> _EXERCISE_
The reply must be the number of lines in the following material that include the word "bind", and nothing more.

> _DATA EXTRACTS_
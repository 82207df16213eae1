//! Storage tier HTTP server
//!
//! Routes:
//! - `POST /upsert?key=K&type=T` writes one record if its marker is not older
//!   than the stored one
//! - `POST /currentkeyset?key=K1,K2,...` deletes every record outside the set
//! - `GET /list`, `GET /fetch?key=K`, `GET /modelcard?key=K` read records back
//! - `DELETE /remove?key=K` deletes one record
//!
//! Every read-compare-write sequence runs under one mutex, so the
//! last-modified check and the write that follows it are atomic.

use std::collections::BTreeSet;
use std::net::SocketAddr;
use std::sync::Arc;

use axum::extract::{Query, State};
use axum::http::{header, StatusCode};
use axum::response::IntoResponse;
use axum::routing::{delete, get, post};
use axum::{Json, Router};
use serde::Deserialize;
use tokio::sync::Mutex;
use tokio_util::sync::CancellationToken;
use tracing::{debug, info, warn};

use bridge_common::config::StorageServerConfig;
use bridge_common::key::parse_key_set;
use bridge_common::{
    Error, ImportKey, CURRENT_KEY_SET_URI, FETCH_URI, LIST_URI, REMOVE_URI, UPSERT_URI,
};

use crate::backend::BridgeStorage;
use crate::notifier::CatalogNotifier;
use crate::wire::{
    DiscoverResponse, KeySetResponse, PostBody, Provenance, StoredRecord, UpsertResponse,
    WriteOutcome,
};

/// Route serving the stored model card
pub const MODEL_CARD_URI: &str = "/modelcard";

type ApiError = (StatusCode, String);

/// Shared server state
pub struct StorageState {
    storage: Arc<dyn BridgeStorage>,
    notifier: Arc<dyn CatalogNotifier>,
    write_lock: Mutex<()>,
}

impl StorageState {
    /// Wrap a backend and a downstream notifier
    pub fn new(storage: Arc<dyn BridgeStorage>, notifier: Arc<dyn CatalogNotifier>) -> Self {
        Self {
            storage,
            notifier,
            write_lock: Mutex::new(()),
        }
    }
}

#[derive(Debug, Default, Deserialize)]
struct KeyQuery {
    key: Option<String>,
    #[serde(rename = "type")]
    kind: Option<String>,
}

/// Build the storage router
pub fn storage_router(state: Arc<StorageState>) -> Router {
    Router::new()
        .route(UPSERT_URI, post(upsert))
        .route(CURRENT_KEY_SET_URI, post(current_key_set))
        .route(LIST_URI, get(list))
        .route(FETCH_URI, get(fetch))
        .route(MODEL_CARD_URI, get(model_card))
        .route(REMOVE_URI, delete(remove))
        .route("/healthz", get(|| async { "ok" }))
        .with_state(state)
}

/// Serve the storage router until `shutdown` fires
pub async fn serve(
    config: &StorageServerConfig,
    state: Arc<StorageState>,
    shutdown: CancellationToken,
) -> Result<(), Error> {
    let addr = SocketAddr::from(([0, 0, 0, 0], config.port));
    let listener = tokio::net::TcpListener::bind(addr)
        .await
        .map_err(|e| {
            Error::configuration(format!("failed to bind storage port {}: {e}", config.port))
        })?;
    info!(addr = %addr, backend = ?config.backend, "Storage server started");

    axum::serve(listener, storage_router(state))
        .with_graceful_shutdown(async move { shutdown.cancelled().await })
        .await
        .map_err(|e| Error::internal_with_context("storage server", e.to_string()))
}

fn to_api_error(err: Error) -> ApiError {
    let status = match &err {
        Error::Validation { .. } => StatusCode::BAD_REQUEST,
        e if e.is_not_found() => StatusCode::NOT_FOUND,
        _ => StatusCode::INTERNAL_SERVER_ERROR,
    };
    (status, err.to_string())
}

fn required_key(query: &KeyQuery) -> Result<ImportKey, ApiError> {
    match query.key.as_deref().map(str::trim) {
        None | Some("") => Err((
            StatusCode::BAD_REQUEST,
            "need a 'key' parameter".to_string(),
        )),
        Some(raw) => ImportKey::parse(raw).map_err(to_api_error),
    }
}

async fn upsert(
    State(state): State<Arc<StorageState>>,
    Query(query): Query<KeyQuery>,
    Json(body): Json<PostBody>,
) -> Result<impl IntoResponse, ApiError> {
    let key = required_key(&query)?;
    let marker = body.last_update_marker().map_err(to_api_error)?;
    if !body.model_card_key.is_empty() && body.model_card_key != key.as_str() {
        return Err((
            StatusCode::BAD_REQUEST,
            format!("modelCardKey '{}' does not match key '{key}'", body.model_card_key),
        ));
    }
    let provenance = Provenance::from_query(query.kind.as_deref());

    let _guard = state.write_lock.lock().await;
    let existing = state.storage.get(&key).await.map_err(to_api_error)?;

    if let Some(stored) = &existing {
        if marker < stored.last_update {
            warn!(
                key = %key,
                incoming = marker,
                stored = stored.last_update,
                "Ignoring stale upsert"
            );
            let response = UpsertResponse {
                key,
                outcome: WriteOutcome::Ignored,
            };
            return Ok((StatusCode::OK, Json(response)));
        }
    }

    let already_imported = existing.as_ref().is_some_and(|r| r.imported);
    let mut record = StoredRecord {
        body: body.body,
        last_update: marker,
        provenance,
        model_card: (!body.model_card.is_empty()).then_some(body.model_card),
        imported: already_imported,
    };
    state
        .storage
        .put(&key, record.clone())
        .await
        .map_err(to_api_error)?;

    if !already_imported {
        match state.notifier.imported(&key).await {
            Ok(()) => {
                record.imported = true;
                if let Err(e) = state.storage.put(&key, record).await {
                    warn!(key = %key, error = %e, "Failed to mark record as imported");
                }
            }
            Err(e) => {
                warn!(key = %key, error = %e, "Import notification failed, retrying on next write");
            }
        }
    }

    let (status, outcome) = if existing.is_some() {
        (StatusCode::OK, WriteOutcome::Updated)
    } else {
        (StatusCode::CREATED, WriteOutcome::Created)
    };
    debug!(key = %key, provenance = provenance.as_str(), ?outcome, "Record stored");
    Ok((status, Json(UpsertResponse { key, outcome })))
}

async fn current_key_set(
    State(state): State<Arc<StorageState>>,
    Query(query): Query<KeyQuery>,
) -> Result<impl IntoResponse, ApiError> {
    let Some(raw) = query.key.as_deref() else {
        return Err((
            StatusCode::BAD_REQUEST,
            "need a 'key' parameter".to_string(),
        ));
    };
    let keep: BTreeSet<ImportKey> = parse_key_set(raw)
        .map_err(to_api_error)?
        .into_iter()
        .collect();

    let _guard = state.write_lock.lock().await;
    let stored = state.storage.list_keys().await.map_err(to_api_error)?;

    let mut removed = Vec::new();
    for key in stored.into_iter().filter(|k| !keep.contains(k)) {
        if !state.storage.remove(&key).await.map_err(to_api_error)? {
            continue;
        }
        if let Err(e) = state.notifier.removed(&key).await {
            warn!(key = %key, error = %e, "Removal notification failed");
        }
        removed.push(key);
    }

    if !removed.is_empty() {
        info!(
            removed = removed.len(),
            kept = keep.len(),
            "Pruned records outside the current key set"
        );
    }
    Ok(Json(KeySetResponse { removed }))
}

async fn list(State(state): State<Arc<StorageState>>) -> Result<impl IntoResponse, ApiError> {
    let keys = state.storage.list_keys().await.map_err(to_api_error)?;
    Ok(Json(DiscoverResponse {
        keys: keys.into_iter().map(String::from).collect(),
    }))
}

async fn stored_record(state: &StorageState, key: &ImportKey) -> Result<StoredRecord, ApiError> {
    state
        .storage
        .get(key)
        .await
        .map_err(to_api_error)?
        .ok_or_else(|| (StatusCode::NOT_FOUND, format!("no record for key '{key}'")))
}

async fn fetch(
    State(state): State<Arc<StorageState>>,
    Query(query): Query<KeyQuery>,
) -> Result<impl IntoResponse, ApiError> {
    let key = required_key(&query)?;
    let record = stored_record(&state, &key).await?;
    Ok(([(header::CONTENT_TYPE, record.content_type())], record.body))
}

async fn model_card(
    State(state): State<Arc<StorageState>>,
    Query(query): Query<KeyQuery>,
) -> Result<impl IntoResponse, ApiError> {
    let key = required_key(&query)?;
    let card = stored_record(&state, &key)
        .await?
        .model_card
        .ok_or_else(|| (StatusCode::NOT_FOUND, format!("no model card for key '{key}'")))?;
    Ok(([(header::CONTENT_TYPE, "text/markdown")], card))
}

async fn remove(
    State(state): State<Arc<StorageState>>,
    Query(query): Query<KeyQuery>,
) -> Result<impl IntoResponse, ApiError> {
    let key = required_key(&query)?;

    let _guard = state.write_lock.lock().await;
    if !state.storage.remove(&key).await.map_err(to_api_error)? {
        return Err((StatusCode::NOT_FOUND, format!("no record for key '{key}'")));
    }
    if let Err(e) = state.notifier.removed(&key).await {
        warn!(key = %key, error = %e, "Removal notification failed");
    }
    info!(key = %key, "Record removed");
    Ok(StatusCode::OK)
}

> _OUTPUT FOR THIS TASK_
2